EXERCISE AIM: Return exactly the listing's lines, from its first line to the line holding "evaluation, and renamed", ends included.

DATA RECORDS:
::::

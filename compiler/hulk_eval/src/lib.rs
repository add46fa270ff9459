//! Hulk Eval - environment and reference evaluator.
//!
//! # Architecture
//!
//! - `Environment`: per-name variable binding stacks, the function table
//!   keyed by name and arity, and the reserved built-in set
//! - `ScopedInterpreter`: RAII guard that pops every binding it pushed
//! - `Interpreter`: tree walker implementing the `Visitor` protocol
//! - `evaluate_binary` / `evaluate_unary`: operator dispatch on `Value`s
//! - `Builtin`: intrinsic behaviour of the reserved functions
//!
//! Functions are registered once, before evaluation, and renamed
//! hygienically at registration. Variables are bound dynamically: a call
//! pushes its (renamed) parameters on top of whatever the caller has bound.

mod builtins;
mod call_stack;
mod environment;
mod eval_mode;
pub mod interpreter;
mod operators;
mod print_handler;
mod stack;
mod value;

pub use builtins::Builtin;
pub use call_stack::{CallFrame, CallStack};
pub use environment::Environment;
pub use eval_mode::EvalMode;
pub use interpreter::{Interpreter, InterpreterBuilder, ScopedInterpreter};
pub use operators::{evaluate_binary, evaluate_unary};
pub use print_handler::{
    buffer_handler, silent_handler, stdout_handler, BufferPrintHandler, PrintHandlerImpl,
    SharedPrintHandler, StdoutPrintHandler,
};
pub use stack::ensure_sufficient_stack;
pub use value::Value;

/// Result of evaluating an expression.
pub type EvalResult = hulk_diagnostic::HulkResult<Value>;

#[cfg(test)]
mod tests;
use std::panic::{catch_unwind, AssertUnwindSafe};

use crate::tests::helpers::Source;
use crate::{CallFrame, EvalMode, InterpreterBuilder, Value};
use hulk_ir::Name;
use pretty_assertions::assert_eq;

#[test]
fn test_guard_removes_bindings_in_reverse() {
    let src = Source::new();
    let mut env = src.env();
    let x = src.ident("x");
    let y = src.ident("y");
    let shadow = src.ident("x");
    {
        let mut interpreter = InterpreterBuilder::new(&mut env).build();
        let mut scoped = interpreter.scoped();
        scoped.bind(&x, Value::Number(1.0)).unwrap();
        scoped.bind(&y, Value::Number(2.0)).unwrap();
        scoped.bind(&shadow, Value::Number(3.0)).unwrap();
        assert_eq!(scoped.bound_count(), 3);
        assert_eq!(scoped.env().get(&x).unwrap(), Value::Number(3.0));
        assert_eq!(scoped.env().binding_depth(&x), 2);
    }
    assert!(env.is_unbound());
}

#[test]
fn test_failed_bind_unwinds_only_pushed_bindings() {
    let src = Source::new();
    let mut env = src.env();
    env.register(src.max_decl()).unwrap();
    let x = src.ident("x");
    let max = src.ident("Max");

    let mut interpreter = InterpreterBuilder::new(&mut env).build();
    let result = interpreter.with_bindings(
        vec![(x, Value::Number(1.0)), (max, Value::Number(2.0))],
        |_| Ok(()),
    );

    assert_eq!(
        result.unwrap_err().message(),
        "function name 'Max' cannot be used as the name of a variable"
    );
    assert!(interpreter.env().is_unbound());
}

#[test]
fn test_with_bindings_runs_body_in_scope() {
    let src = Source::new();
    let mut env = src.env();
    let a = src.ident("a");
    let body = src.var("a");

    let mut interpreter = InterpreterBuilder::new(&mut env).build();
    let value = interpreter
        .with_bindings(vec![(a, Value::Str("hi".into()))], |scoped| {
            scoped.eval(&body)
        })
        .unwrap();

    assert_eq!(value, Value::Str("hi".into()));
    assert!(interpreter.env().is_unbound());
}

#[test]
fn test_guard_unwinds_on_panic() {
    let src = Source::new();
    let mut env = src.env();
    let x = src.ident("x");

    let mut interpreter = InterpreterBuilder::new(&mut env).build();
    let result = catch_unwind(AssertUnwindSafe(|| {
        let mut scoped = interpreter.scoped();
        scoped.bind(&x, Value::Bool(true)).unwrap();
        panic!("evaluation aborted");
    }));

    assert!(result.is_err());
    assert!(interpreter.env().is_unbound());
}

#[test]
fn test_call_frames_respect_limit_and_pop_on_drop() {
    let src = Source::new();
    let mut env = src.env();
    let mut interpreter = InterpreterBuilder::new(&mut env)
        .mode(EvalMode::TestRun)
        .max_call_depth(1)
        .build();
    let frame = CallFrame {
        name: Name::EMPTY,
        arity: 0,
        offset: 8,
    };

    {
        let mut outer = interpreter.call_frame(frame).unwrap();
        assert_eq!(outer.call_depth(), 1);
        let err = outer.call_frame(frame).err().unwrap();
        assert_eq!(
            err.message(),
            "maximum recursion depth exceeded (1 nested calls)"
        );
        assert_eq!(outer.call_depth(), 1);
    }
    assert_eq!(interpreter.call_depth(), 0);
}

::::

RESULT OF THIS TASK:
filename compiler/hulk_eval/src/lib.rs
repository add46fa270ff9459
//! Hulk Eval - environment and reference evaluator.
//!
//! # Architecture
//!
//! - `Environment`: per-name variable binding stacks, the function table
//!   keyed by name and arity, and the reserved built-in set
//! - `ScopedInterpreter`: RAII guard that pops every binding it pushed
//! - `Interpreter`: tree walker implementing the `Visitor` protocol
//! - `evaluate_binary` / `evaluate_unary`: operator dispatch on `Value`s
//! - `Builtin`: intrinsic behaviour of the reserved functions
//!
//! Functions are registered once, before evaluation, and renamed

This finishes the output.